Note, however, that Rule 38.1(i) still requires “a clear and concise argument for the contentions made, with appropriate citations to authorities and to the record,” even as it is silent on whether the argument must comport with those made below. Thus, the resolution of questions raised by the claims made, like the correct construction of a contract or a statute, need not preserve arguments made below, but may make any arguments “fairly embraced” by the issues before the reviewing court. Suppose a lawyer construed a contract improperly below and lost. Neither he nor the reviewing court, which reviews such questions de novo, is bound by the arguments made by the attorney below. See, e.g., Fiess v.
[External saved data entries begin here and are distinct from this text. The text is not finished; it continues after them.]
//! `oemctl`: client for the OEM requirements chaincode.
//!
//! Startup:
//! 1. Parse flags
//! 2. Resolve configuration (file, then `OEM_*`, then flags)
//! 3. Install logging
//! 4. Run the command and map any failure to an exit code

use clap::Parser;
use client_runtime::config::RuntimeConfig;
use client_runtime::{commands, exit, logging, Cli};
use fc_01_identity::exit_codes;
use std::process::ExitCode;
use tracing::error;

fn code(value: i32) -> ExitCode {
    ExitCode::from(u8::try_from(value).unwrap_or(1))
}

#[tokio::main]
async fn main() -> ExitCode {
    let cli = Cli::parse();

    let config = match RuntimeConfig::resolve(&cli.global) {
        Ok(config) => config,
        Err(e) => {
            eprintln!("oemctl: {e}");
            return code(exit_codes::CONFIGURATION);
        }
    };

    if let Err(e) = logging::init(&config.log) {
        eprintln!("oemctl: {e}");
        return code(exit_codes::CONFIGURATION);
    }

    match commands::run(cli.command, config).await {
        Ok(()) => code(exit::SUCCESS),
        Err(e) => {
            let status = exit::exit_code(&e);
            error!(exit_code = status, error = %e, "Command failed");
            eprintln!("oemctl: {e:#}");
            code(status)
        }
    }
}
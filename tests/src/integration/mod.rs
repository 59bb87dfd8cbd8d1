//! Cross-crate flows. Each module holds its tests in a `tests` submodule.

pub mod event_flow;
pub mod gateway_flow;
pub mod runtime_flow;
pub mod submission_flow;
State Farm Lloyds, 202 S.W.3d 744, 746 (Tex. 2006) (holding that “the actual intent of the parties is not what counts [in construing a standard form insurance policy] (as they did not write it), but the ordinary, everyday meaning of the words to the general public”).
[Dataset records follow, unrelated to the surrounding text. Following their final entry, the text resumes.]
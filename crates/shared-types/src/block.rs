//! Committed blocks as delivered by a peer's deliver service.

use crate::codec::{hash_of, sha256};
use crate::entities::{ChaincodeEvent, Hash};
use crate::errors::EncodingError;
use crate::ids::TransactionId;
use serde::{Deserialize, Serialize};
use std::fmt;

/// Validation result the committing peers assigned to a transaction.
#[derive(Debug, Clone, Copy, PartialEq, Eq, Hash, Serialize, Deserialize)]
#[serde(rename_all = "SCREAMING_SNAKE_CASE")]
pub enum ValidationCode {
    Valid,
    MvccReadConflict,
    EndorsementPolicyFailure,
    #[serde(rename = "DUPLICATE_TXID")]
    DuplicateTxId,
    BadPayload,
}

impl ValidationCode {
    pub fn is_valid(self) -> bool {
        self == ValidationCode::Valid
    }

    pub fn as_str(self) -> &'static str {
        match self {
            ValidationCode::Valid => "VALID",
            ValidationCode::MvccReadConflict => "MVCC_READ_CONFLICT",
            ValidationCode::EndorsementPolicyFailure => "ENDORSEMENT_POLICY_FAILURE",
            ValidationCode::DuplicateTxId => "DUPLICATE_TXID",
            ValidationCode::BadPayload => "BAD_PAYLOAD",
        }
    }
}

impl fmt::Display for ValidationCode {
    fn fmt(&self, f: &mut fmt::Formatter<'_>) -> fmt::Result {
        f.write_str(self.as_str())
    }
}

/// One transaction inside a block.
#[derive(Debug, Clone, PartialEq, Eq, Serialize, Deserialize)]
pub struct BlockTransaction {
    pub tx_id: TransactionId,
    pub validation_code: ValidationCode,
    pub chaincode_event: Option<ChaincodeEvent>,
}

/// A committed block.
#[derive(Debug, Clone, PartialEq, Eq, Serialize, Deserialize)]
pub struct Block {
    pub number: u64,
    pub previous_hash: Hash,
    pub data_hash: Hash,
    pub transactions: Vec<BlockTransaction>,
}

impl Block {
    /// Build a block, computing its data hash.
    pub fn new(
        number: u64,
        previous_hash: Hash,
        transactions: Vec<BlockTransaction>,
    ) -> Result<Self, EncodingError> {
        let data_hash = hash_of(&transactions)?;
        Ok(Self {
            number,
            previous_hash,
            data_hash,
            transactions,
        })
    }

    /// Hash of this block's header, used as the next block's `previous_hash`.
    pub fn header_hash(&self) -> Hash {
        let mut preimage = Vec::with_capacity(8 + 64);
        preimage.extend_from_slice(&self.number.to_be_bytes());
        preimage.extend_from_slice(&self.previous_hash);
        preimage.extend_from_slice(&self.data_hash);
        sha256(&preimage)
    }

    pub fn find(&self, tx_id: &TransactionId) -> Option<&BlockTransaction> {
        self.transactions.iter().find(|t| &t.tx_id == tx_id)
    }

    pub fn valid_count(&self) -> usize {
        self.transactions
            .iter()
            .filter(|t| t.validation_code.is_valid())
            .count()
    }
}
Nevertheless, even if an argument advanced to resolve a legal question arising from a party’s claim need not have been made below—as opposed to an argument in support of a party’s objection to a trial court’s action—an appellant seeking to reverse a trial court’s ruling of any sort still must be acutely aware of the issue and all supporting arguments, as courts will generally uphold a trial court’s ruling if it is correct on any legal theory. See, e.g., Guaranty Cnty. Mut. Ins. Co. v. Reyna, 709 S.W.2d 647, 648 (Tex. 1986) (per curiam) (“We must uphold a correct lower court judgment on any legal theory before it, even if the court gives an incorrect reason for its judgment.”); Columbia Med. Ctr. Subsidiary, L.P. v. Meier, 198 S.W.3d 408, 411 (Tex. App.—Dallas 2006, pet. denied) (providing that courts will uphold a trial court’s evidentiary ruling if it is correct under any legal theory).
So, as you consider your next jury charge, motion, or brief, spend some time thinking about the overarching issues that matter most to your client, the nature of those issues, and the various arguments you have at your disposal to obtain the best result possible.